Glass Ceilings

January 3, 2009 ironbridejennifer1

This is a little poem I wrote for this assignment:

A glass ceiling encircles all around me, I’m locked inside, looking at my future, I pound and scream to get out of this encircled glass ceiling, but no one can hear me. Just as I feel I have chiseled my way out, reaching for the other side,but  it was only an illusion the glass is thicker then I thought, and theres no way i’ll ever beable to get out. I sit alone, and wonder why can’t I be free, what is that’s holding me back from breaking out of this encircled glass ceiling, each passing moment the glass ceiling becomes smaller and smaller, until finally I scream at the top of my lungs, God, I love myself, I can get out of here, there’s nothing in this world I can’t do. I chisel the glass with my long finger nails, feeling every little sting, blood stains the ceiling, but I don’t give up, I move faster and faster, finally IM OUT! IM OUT! I look back where I was once encircled by a glass ceiling, I look at the thin sheet of glass, and now I know why I was in there for so long. My negative thinking, lack of confidence, and self worthlessness, wouldn’t let me see past, past the thin sheet of glass.

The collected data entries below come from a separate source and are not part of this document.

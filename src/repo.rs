//! Typed bulk population and retrieval over the cached-entity collections.
//!
//! The repository is a materialized view of the remote system of record, not a
//! log: writing an existing id overwrites in place, and the cache is only ever
//! refreshed by successful live reads. Store failures are swallowed into empty
//! or default results here; this layer is an optimization, not a guarantee.

use std::marker::PhantomData;
use std::sync::Arc;

use serde::{de::DeserializeOwned, Serialize};
use tracing::warn;

use crate::store::{now_millis, EntityRow, StoreBackend, SyncMetadata};

/// Trait for remote entity snapshots that can live in a cache collection.
pub trait CacheRecord: Clone + Send + Sync + Serialize + DeserializeOwned {
  /// Natural identifier of the remote record (e.g. student id, invoice id)
  fn entity_id(&self) -> String;

  /// Owning tenant; the mandatory partition key
  fn tenant_id(&self) -> String;

  /// Optional foreign-key index value, where access patterns need one
  /// (e.g. "by-student", "by-section")
  fn secondary_key(&self) -> Option<String> {
    None
  }

  /// Collection name for storage organization (e.g. "students", "invoices")
  fn collection() -> &'static str;
}

/// A cached snapshot plus the time it was taken.
#[derive(Debug, Clone, PartialEq)]
pub struct CachedEntity<T> {
  pub entity: T,
  /// Epoch millis at population time
  pub cached_at: i64,
}

/// Repository over one store; typed per call. Cheap to clone.
#[derive(Clone)]
pub struct Repository {
  store: Arc<dyn StoreBackend>,
}

impl Repository {
  pub fn new(store: Arc<dyn StoreBackend>) -> Self {
    Self { store }
  }

  /// Bulk-populate a collection from a successful live read. Every item is
  /// stamped with the current time, the batch is one logical write, and the
  /// collection's metadata is overwritten afterwards. Failures are logged and
  /// swallowed.
  pub fn cache<T: CacheRecord>(&self, items: &[T]) {
    let cached_at = now_millis();

    let rows: Vec<EntityRow> = items
      .iter()
      .filter_map(|item| {
        let data = match serde_json::to_vec(item) {
          Ok(data) => data,
          Err(e) => {
            warn!(collection = T::collection(), error = %e, "skipping unserializable entity");
            return None;
          }
        };
        Some(EntityRow {
          entity_id: item.entity_id(),
          tenant_id: item.tenant_id(),
          secondary_key: item.secondary_key(),
          data,
          cached_at,
        })
      })
      .collect();

    if let Err(e) = self.store.put_entities(T::collection(), &rows) {
      warn!(collection = T::collection(), error = %e, "failed to populate cache");
      return;
    }

    let meta = SyncMetadata {
      collection: T::collection().to_string(),
      last_sync_at: cached_at,
      item_count: rows.len() as i64,
    };
    if let Err(e) = self.store.put_metadata(&meta) {
      warn!(collection = T::collection(), error = %e, "failed to update sync metadata");
    }
  }

  /// All cached envelopes for a tenant, optionally narrowed by a secondary
  /// index value. Secondary lookups go through a non-tenant index, so the
  /// result is re-filtered by tenant here; rows from another tenant never
  /// escape. Store failures yield an empty result.
  pub fn get_cached<T: CacheRecord>(
    &self,
    tenant_id: &str,
    secondary: Option<&str>,
  ) -> Vec<CachedEntity<T>> {
    let rows = match secondary {
      Some(key) => self.store.entities_by_secondary(T::collection(), key),
      None => self.store.entities_by_tenant(T::collection(), tenant_id),
    };

    let rows = match rows {
      Ok(rows) => rows,
      Err(e) => {
        warn!(collection = T::collection(), error = %e, "cache read failed");
        return Vec::new();
      }
    };

    rows
      .into_iter()
      .filter(|row| row.tenant_id == tenant_id)
      .filter_map(|row| {
        let entity: T = serde_json::from_slice(&row.data).ok()?;
        Some(CachedEntity {
          entity,
          cached_at: row.cached_at,
        })
      })
      .collect()
  }

  /// Freshness bookkeeping for a collection, if it has ever been populated.
  pub fn metadata(&self, collection: &str) -> Option<SyncMetadata> {
    match self.store.get_metadata(collection) {
      Ok(meta) => meta,
      Err(e) => {
        warn!(collection, error = %e, "metadata read failed");
        None
      }
    }
  }

  /// The explicit clear-all-data operation: drops every cached entity and all
  /// metadata. Pending outbox items are not touched.
  pub fn clear_all(&self) {
    if let Err(e) = self.store.clear_entities() {
      warn!(error = %e, "failed to clear cached data");
    }
  }
}

/// Typed view of one collection, convenient for the data-binding layer.
#[derive(Clone)]
pub struct CollectionHandle<T: CacheRecord> {
  repo: Repository,
  _marker: PhantomData<T>,
}

impl<T: CacheRecord> CollectionHandle<T> {
  pub fn new(repo: Repository) -> Self {
    Self {
      repo,
      _marker: PhantomData,
    }
  }

  pub fn cache(&self, items: &[T]) {
    self.repo.cache(items)
  }

  pub fn get(&self, tenant_id: &str) -> Vec<CachedEntity<T>> {
    self.repo.get_cached(tenant_id, None)
  }

  pub fn get_by(&self, tenant_id: &str, secondary: &str) -> Vec<CachedEntity<T>> {
    self.repo.get_cached(tenant_id, Some(secondary))
  }
}

#[cfg(test)]
mod tests {
  use super::*;
  use crate::store::{NoopStore, SqliteStore};
  use serde::Deserialize;

  #[derive(Debug, Clone, PartialEq, Serialize, Deserialize)]
  struct Student {
    id: String,
    tenant: String,
    section: String,
    name: String,
  }

  impl CacheRecord for Student {
    fn entity_id(&self) -> String {
      self.id.clone()
    }

    fn tenant_id(&self) -> String {
      self.tenant.clone()
    }

    fn secondary_key(&self) -> Option<String> {
      Some(self.section.clone())
    }

    fn collection() -> &'static str {
      "students"
    }
  }

  fn student(id: &str, tenant: &str, section: &str, name: &str) -> Student {
    Student {
      id: id.into(),
      tenant: tenant.into(),
      section: section.into(),
      name: name.into(),
    }
  }

  fn repo() -> Repository {
    Repository::new(Arc::new(SqliteStore::open_in_memory().unwrap()))
  }

  #[test]
  fn caching_same_id_twice_keeps_one_envelope_with_latest_fields() {
    let repo = repo();

    repo.cache(&[student("s1", "t1", "7b", "Ada")]);
    repo.cache(&[student("s1", "t1", "7b", "Ada Lovelace")]);

    let cached = repo.get_cached::<Student>("t1", None);
    assert_eq!(cached.len(), 1);
    assert_eq!(cached[0].entity.name, "Ada Lovelace");
  }

  #[test]
  fn tenant_partitioning_holds_even_on_secondary_index() {
    let repo = repo();

    let mut batch: Vec<Student> = (0..10)
      .map(|i| student(&format!("sx{}", i), "tenant-x", "7b", "X"))
      .collect();
    batch.push(student("sy1", "tenant-y", "7b", "Y"));
    repo.cache(&batch);

    // Same section, different tenants: the secondary index is shared, the
    // result must not be.
    let for_y = repo.get_cached::<Student>("tenant-y", Some("7b"));
    assert_eq!(for_y.len(), 1);
    assert_eq!(for_y[0].entity.id, "sy1");

    let for_z = repo.get_cached::<Student>("tenant-z", Some("7b"));
    assert!(for_z.is_empty());
  }

  #[test]
  fn metadata_is_overwritten_on_each_population() {
    let repo = repo();

    repo.cache(&[
      student("s1", "t1", "7a", "A"),
      student("s2", "t1", "7a", "B"),
    ]);
    let first = repo.metadata("students").unwrap();
    assert_eq!(first.item_count, 2);

    repo.cache(&[student("s3", "t1", "7a", "C")]);
    let second = repo.metadata("students").unwrap();
    assert_eq!(second.item_count, 1);
    assert!(second.last_sync_at >= first.last_sync_at);
  }

  #[test]
  fn clear_all_drops_entities_and_metadata() {
    let repo = repo();
    repo.cache(&[student("s1", "t1", "7a", "A")]);

    repo.clear_all();

    assert!(repo.get_cached::<Student>("t1", None).is_empty());
    assert!(repo.metadata("students").is_none());
  }

  #[test]
  fn unavailable_store_degrades_to_empty_reads() {
    let repo = Repository::new(Arc::new(NoopStore));
    repo.cache(&[student("s1", "t1", "7a", "A")]);
    assert!(repo.get_cached::<Student>("t1", None).is_empty());
    assert!(repo.metadata("students").is_none());
  }

  #[test]
  fn collection_handle_narrows_by_secondary_key() {
    let repo = repo();
    let students = CollectionHandle::<Student>::new(repo);

    students.cache(&[
      student("s1", "t1", "7a", "A"),
      student("s2", "t1", "7b", "B"),
    ]);

    let in_7b = students.get_by("t1", "7b");
    assert_eq!(in_7b.len(), 1);
    assert_eq!(in_7b[0].entity.id, "s2");
    assert_eq!(students.get("t1").len(), 2);
  }
}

My glass ceilings in my life have always been with negative thinking, and feelings that surround me. I feel like I’m always left out, no one wants to listen to me, and by thinking this it comes true, because I hold myself back. I feel like some of the things I won’t ever beable to do in my life is save the world I guess. My thinking has changed these past few months, and I truly believe I can do whatever I set my heart to!

By the time I’m 60 I’m going to accomplish: raising money for cancer, then jumping out of a plane, bulid my own house, be a cute fit granny, and make a difference in hunderds of thousands lives.